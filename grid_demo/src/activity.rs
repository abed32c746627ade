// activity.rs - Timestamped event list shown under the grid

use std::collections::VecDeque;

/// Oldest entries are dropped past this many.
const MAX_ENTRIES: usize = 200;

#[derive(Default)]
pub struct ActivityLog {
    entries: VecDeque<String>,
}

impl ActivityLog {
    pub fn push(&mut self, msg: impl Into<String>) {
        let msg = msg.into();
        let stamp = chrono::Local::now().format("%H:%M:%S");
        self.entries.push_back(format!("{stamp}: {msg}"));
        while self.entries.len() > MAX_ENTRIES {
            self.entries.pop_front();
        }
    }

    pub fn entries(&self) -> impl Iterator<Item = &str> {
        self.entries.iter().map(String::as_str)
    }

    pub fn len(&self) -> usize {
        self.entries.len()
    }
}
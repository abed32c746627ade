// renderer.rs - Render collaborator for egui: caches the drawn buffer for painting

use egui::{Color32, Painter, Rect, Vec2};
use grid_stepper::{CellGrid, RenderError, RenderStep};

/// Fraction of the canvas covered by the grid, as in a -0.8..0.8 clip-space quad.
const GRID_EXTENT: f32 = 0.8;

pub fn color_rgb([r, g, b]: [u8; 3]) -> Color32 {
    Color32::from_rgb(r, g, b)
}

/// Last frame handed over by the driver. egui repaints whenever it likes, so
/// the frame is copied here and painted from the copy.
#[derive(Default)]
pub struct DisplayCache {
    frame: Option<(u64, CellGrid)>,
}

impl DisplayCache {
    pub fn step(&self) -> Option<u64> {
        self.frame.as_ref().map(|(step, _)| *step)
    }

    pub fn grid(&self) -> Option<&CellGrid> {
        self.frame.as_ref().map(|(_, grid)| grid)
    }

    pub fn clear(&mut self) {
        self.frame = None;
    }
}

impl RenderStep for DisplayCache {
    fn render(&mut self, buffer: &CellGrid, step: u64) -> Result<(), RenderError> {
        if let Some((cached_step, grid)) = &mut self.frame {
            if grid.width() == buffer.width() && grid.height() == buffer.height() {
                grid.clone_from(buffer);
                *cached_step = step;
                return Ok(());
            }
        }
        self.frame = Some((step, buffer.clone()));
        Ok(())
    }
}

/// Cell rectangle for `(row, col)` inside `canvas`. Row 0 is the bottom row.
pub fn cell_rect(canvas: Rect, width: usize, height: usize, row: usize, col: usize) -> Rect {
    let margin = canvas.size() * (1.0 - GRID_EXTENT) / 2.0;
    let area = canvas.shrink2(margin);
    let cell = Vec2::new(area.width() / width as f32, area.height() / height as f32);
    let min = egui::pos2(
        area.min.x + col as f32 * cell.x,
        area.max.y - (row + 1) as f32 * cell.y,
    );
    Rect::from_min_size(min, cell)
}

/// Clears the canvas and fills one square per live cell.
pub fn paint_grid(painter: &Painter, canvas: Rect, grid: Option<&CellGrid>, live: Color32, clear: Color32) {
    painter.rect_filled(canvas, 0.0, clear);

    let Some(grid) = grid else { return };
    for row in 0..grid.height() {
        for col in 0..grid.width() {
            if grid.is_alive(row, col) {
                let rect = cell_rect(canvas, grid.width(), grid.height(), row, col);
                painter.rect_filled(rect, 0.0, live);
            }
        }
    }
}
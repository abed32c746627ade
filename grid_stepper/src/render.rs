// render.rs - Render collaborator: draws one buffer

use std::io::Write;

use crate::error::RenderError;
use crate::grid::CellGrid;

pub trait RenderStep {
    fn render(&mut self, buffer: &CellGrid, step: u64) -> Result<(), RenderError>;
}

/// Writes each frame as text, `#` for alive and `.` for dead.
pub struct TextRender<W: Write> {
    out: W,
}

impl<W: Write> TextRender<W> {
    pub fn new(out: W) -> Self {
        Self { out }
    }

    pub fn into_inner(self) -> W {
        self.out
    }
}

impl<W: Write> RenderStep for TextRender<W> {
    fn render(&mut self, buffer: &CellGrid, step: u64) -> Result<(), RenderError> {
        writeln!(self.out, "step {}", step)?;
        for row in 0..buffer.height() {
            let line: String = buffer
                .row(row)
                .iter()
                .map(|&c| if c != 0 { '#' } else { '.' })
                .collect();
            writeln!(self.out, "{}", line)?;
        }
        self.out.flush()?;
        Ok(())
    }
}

● ● ●

--- TRY IT ---
Transcribe every record above word for word.

--- ANSWER ---
filename grid_demo/src/activity.rs
repository abed32c746627ade
// activity.rs - Timestamped event list shown under the grid

use std::collections::VecDeque;

/// Oldest entries are dropped past this many.
const MAX_ENTRIES: usize = 200;

#[derive(Default)]
pub struct ActivityLog {
    entries: VecDeque<String>,
}

impl ActivityLog {
    pub fn push(&mut self, msg: impl Into<String>) {
        let msg = msg.into();
        let stamp = chrono::Local::now().format("%H:%M:%S");
        self.entries.push_back(format!("{stamp}: {msg}"));
        while self.entries.len() > MAX_ENTRIES {
            self.entries.pop_front();
        }
    }

    pub fn entries(&self) -> impl Iterator<Item = &str> {
        self.entries.iter().map(String::as_str)
    }

    pub fn len(&self) -> usize {
        self.entries.len()
    }
}
repository abed32c746627ade
// renderer.rs - Render collaborator for egui: caches the drawn buffer for painting

use egui::{Color32, Painter, Rect, Vec2};
use grid_stepper::{CellGrid, RenderError, RenderStep};

/// Fraction of the canvas covered by the grid, as in a -0.8..0.8 clip-space quad.
const GRID_EXTENT: f32 = 0.8;

pub fn color_rgb([r, g, b]: [u8; 3]) -> Color32 {
    Color32::from_rgb(r, g, b)
}

/// Last frame handed over by the driver. egui repaints whenever it likes, so
/// the frame is copied here and painted from the copy.
#[derive(Default)]
pub struct DisplayCache {
    frame: Option<(u64, CellGrid)>,
}

impl DisplayCache {
    pub fn step(&self) -> Option<u64> {
        self.frame.as_ref().map(|(step, _)| *step)
    }

    pub fn grid(&self) -> Option<&CellGrid> {
        self.frame.as_ref().map(|(_, grid)| grid)
    }

    pub fn clear(&mut self) {
        self.frame = None;
    }
}

impl RenderStep for DisplayCache {
    fn render(&mut self, buffer: &CellGrid, step: u64) -> Result<(), RenderError> {
        if let Some((cached_step, grid)) = &mut self.frame {
            if grid.width() == buffer.width() && grid.height() == buffer.height() {
                grid.clone_from(buffer);
                *cached_step = step;
                return Ok(());
            }
        }
        self.frame = Some((step, buffer.clone()));
        Ok(())
    }
}

/// Cell rectangle for `(row, col)` inside `canvas`. Row 0 is the bottom row.
pub fn cell_rect(canvas: Rect, width: usize, height: usize, row: usize, col: usize) -> Rect {
    let margin = canvas.size() * (1.0 - GRID_EXTENT) / 2.0;
    let area = canvas.shrink2(margin);
    let cell = Vec2::new(area.width() / width as f32, area.height() / height as f32);
    let min = egui::pos2(
        area.min.x + col as f32 * cell.x,
        area.max.y - (row + 1) as f32 * cell.y,
    );
    Rect::from_min_size(min, cell)
}

/// Clears the canvas and fills one square per live cell.
pub fn paint_grid(painter: &Painter, canvas: Rect, grid: Option<&CellGrid>, live: Color32, clear: Color32) {
    painter.rect_filled(canvas, 0.0, clear);

    let Some(grid) = grid else { return };
    for row in 0..grid.height() {
        for col in 0..grid.width() {
            if grid.is_alive(row, col) {
                let rect = cell_rect(canvas, grid.width(), grid.height(), row, col);
                painter.rect_filled(rect, 0.0, live);
            }
        }
    }
}
repository abed32c746627ade
filename grid_stepper/src/render.rs
// render.rs - Render collaborator: draws one buffer

use std::io::Write;

use crate::error::RenderError;
use crate::grid::CellGrid;

pub trait RenderStep {
    fn render(&mut self, buffer: &CellGrid, step: u64) -> Result<(), RenderError>;
}

/// Writes each frame as text, `#` for alive and `.` for dead.
pub struct TextRender<W: Write> {
    out: W,
}

impl<W: Write> TextRender<W> {
    pub fn new(out: W) -> Self {
        Self { out }
    }

    pub fn into_inner(self) -> W {
        self.out
    }
}

impl<W: Write> RenderStep for TextRender<W> {
    fn render(&mut self, buffer: &CellGrid, step: u64) -> Result<(), RenderError> {
        writeln!(self.out, "step {}", step)?;
        for row in 0..buffer.height() {
            let line: String = buffer
                .row(row)
                .iter()
                .map(|&c| if c != 0 { '#' } else { '.' })
                .collect();
            writeln!(self.out, "{}", line)?;
        }
        self.out.flush()?;
        Ok(())
    }
}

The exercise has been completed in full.